Logo após sua chegada Kevin, continua sendo rejeitado por sua mãe, que se nega a segurá-lo no colo ou
olhá-lo, logo que nascera Kevin ficara nos braços de seu pai Franklin, pois Eva apresenta-se incapaz de
segurar, olhar e principalmente acalmar seu filho. O choro do menino perturba Eva que não consegue
conter ou realizar as necessidades autoconcervativas de forma eficaz. Eva é despreparada e totalmente
impaciente ao seu choro, não dando conta e não conseguindo acalmá-lo por diversas vezes, passando
simplesmente a ignorá-lo mostra-se com a mesma aparência apática e cansada da gravidez.
Por vezes, quando Eva não conseguia acalmar seu filho, o levava a lugares extremamente barulhentos
para que o choro do bebê desaparecesse entre os barulhos de uma avenida movimentada, de um prédio
em construção ou ainda ruas sendo perfuradas.

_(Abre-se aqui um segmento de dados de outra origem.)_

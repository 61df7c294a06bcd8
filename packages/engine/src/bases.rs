//! Raw base amounts
//!
//! Bases are the plain sums of line amounts, before any special line is
//! applied. Special lines take their percentages of these raw values.

use crate::projector::Tree;
use crate::types::{DetailLine, NodeId, Scope};
use serde::Serialize;
use std::collections::BTreeMap;

/// Effective unit price of a line.
///
/// `price_override` wins when set. Otherwise the cost base (labor plus
/// material, or `manual_base_price` when both are zero) gets the fixed rate
/// and then the margin applied on top.
pub fn unit_price(line: &DetailLine) -> f64 {
    if let Some(price) = line.price_override {
        return price;
    }
    let base = if line.labor_cost == 0.0 && line.material_cost == 0.0 {
        line.manual_base_price
    } else {
        line.labor_cost + line.material_cost
    };
    let with_fixed = base * (1.0 + line.fixed_rate_pct / 100.0);
    with_fixed * (1.0 + line.margin_pct / 100.0)
}

/// `unit_price * quantity`. Negative amounts are allowed (credit lines).
pub fn line_amount(line: &DetailLine) -> f64 {
    unit_price(line) * line.quantity
}

/// Raw amounts per line and per scope.
#[derive(Debug, Clone, PartialEq, Default, Serialize)]
pub struct Bases {
    pub lines: BTreeMap<NodeId, f64>,
    pub subparts: BTreeMap<NodeId, f64>,
    pub parts: BTreeMap<NodeId, f64>,
    pub global: f64,
}

impl Bases {
    pub fn line_amount(&self, id: &NodeId) -> Option<f64> {
        self.lines.get(id).copied()
    }

    pub fn subpart_base(&self, id: &NodeId) -> Option<f64> {
        self.subparts.get(id).copied()
    }

    pub fn part_base(&self, id: &NodeId) -> Option<f64> {
        self.parts.get(id).copied()
    }

    pub fn global_base(&self) -> f64 {
        self.global
    }

    /// Raw base of a scope, `None` when the scope is not in the tree.
    pub fn scope_base(&self, scope: &Scope) -> Option<f64> {
        match scope {
            Scope::Global => Some(self.global),
            Scope::Part(id) => self.part_base(id),
            Scope::Subpart(id) => self.subpart_base(id),
        }
    }
}

/// Sum line amounts bottom-up.
///
/// Sums run in tree order so results are bit-identical across runs.
pub fn compute_bases(tree: &Tree) -> Bases {
    let mut bases = Bases::default();

    for part in &tree.parts {
        let mut part_base = 0.0;
        for sub in &part.subparts {
            let mut subpart_base = 0.0;
            for view in &sub.lines {
                let amount = line_amount(&view.line);
                bases.lines.insert(view.line.id.clone(), amount);
                subpart_base += amount;
            }
            bases.subparts.insert(sub.subpart.id.clone(), subpart_base);
            part_base += subpart_base;
        }
        bases.parts.insert(part.part.id.clone(), part_base);
        bases.global += part_base;
    }

    tracing::debug!(
        lines = bases.lines.len(),
        parts = bases.parts.len(),
        global = bases.global,
        "Computed raw bases"
    );
    bases
}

O tempo vai passando Kevin vai crescendo, mas a relação entre ele e sua mãe se mostra sempre muito
distante e inafetiva, na fase que varia entre o primeiro e terceiro ano de vida, Kevin mostra um
comportamento oposto ao de quando bebê mostra-se uma criança apática, indiferente e provocativo à
presença da mãe, porém muito interessado em agradar e convencer seu pai sobre seu amor. Kevin mostra
atraso na linguagem que não parece ser uma dificuldade, mas sim um interesse em não se comunicar com
os outros e principalmente com Eva.
A relação entre Kevin e Eva no período aproximado entre os 3 e 7 anos é bastante conturbada, Kevin é
provocativo, a mãe revida suas provocações discutem de "igual para igual” em diversas ocasiões,
competem por atenção e poder, os conflitos entre eles só é pacificado através da presença do Pai. Franklin
mostra-se ao contrário da mãe bastante afetuoso ao filho, demonstra um papel conciliador entre as
discussões e brigas dos dois, mas, porém, ignora e se omite quanto às queixas da mãe em relação ao filho.
Um fato bastante importante nesta etapa é que Kevin, não tem controle dos esfíncteres, fazendo uso de
fraldas até os 6 anos, Kevin parece deter o controle e a atenção de sua mãe desta forma, mas também é a
forma que revida as provocações e desabafos de rejeição que a mãe constantemente faz. Kevin deixa de
usar fraldas somente após um episódio onde Kevin faz sua mãe trocar suas fraldas diversas vezes, uma
seguida da outra, de forma intencional. Eva percebe a intenção de Kevin e agride o menino em seu braço
esquerdo, tendo que levá-lo ao hospital.
Logo após mostra-se muito culpada pelo ocorrido, no retorno para casa Kevin mente para o pai
"defendendo" a atitude da mãe, dizendo ter caído do trocador enquanto a mãe lhe trocava, a mãe sustenta
a mentira e mostra um comportamento submisso as decisões do filho que a partir deste momento deixa de
usar fraldas.
Mais um tempo se passa e Eva engravida novamente de sua filha Célia, acontecimento este que conturba
ainda mais a relação entre mãe e filho, e que se estende durante toda a infância até Kevin atingir o ápice
da adolescência.
Durante a adolescência o comportamento de Kevin permanece arredio e provocativo à mãe e mostrando-
se exemplar e afetuoso com o pai, é também provocativo e agressivo à irmã. Kevin desenvolve como
hábito a prática de arco e flecha, por incentivo do pai durante a infância aproximadamente no período de
8 a 9 anos e que, permanece durante a adolescência.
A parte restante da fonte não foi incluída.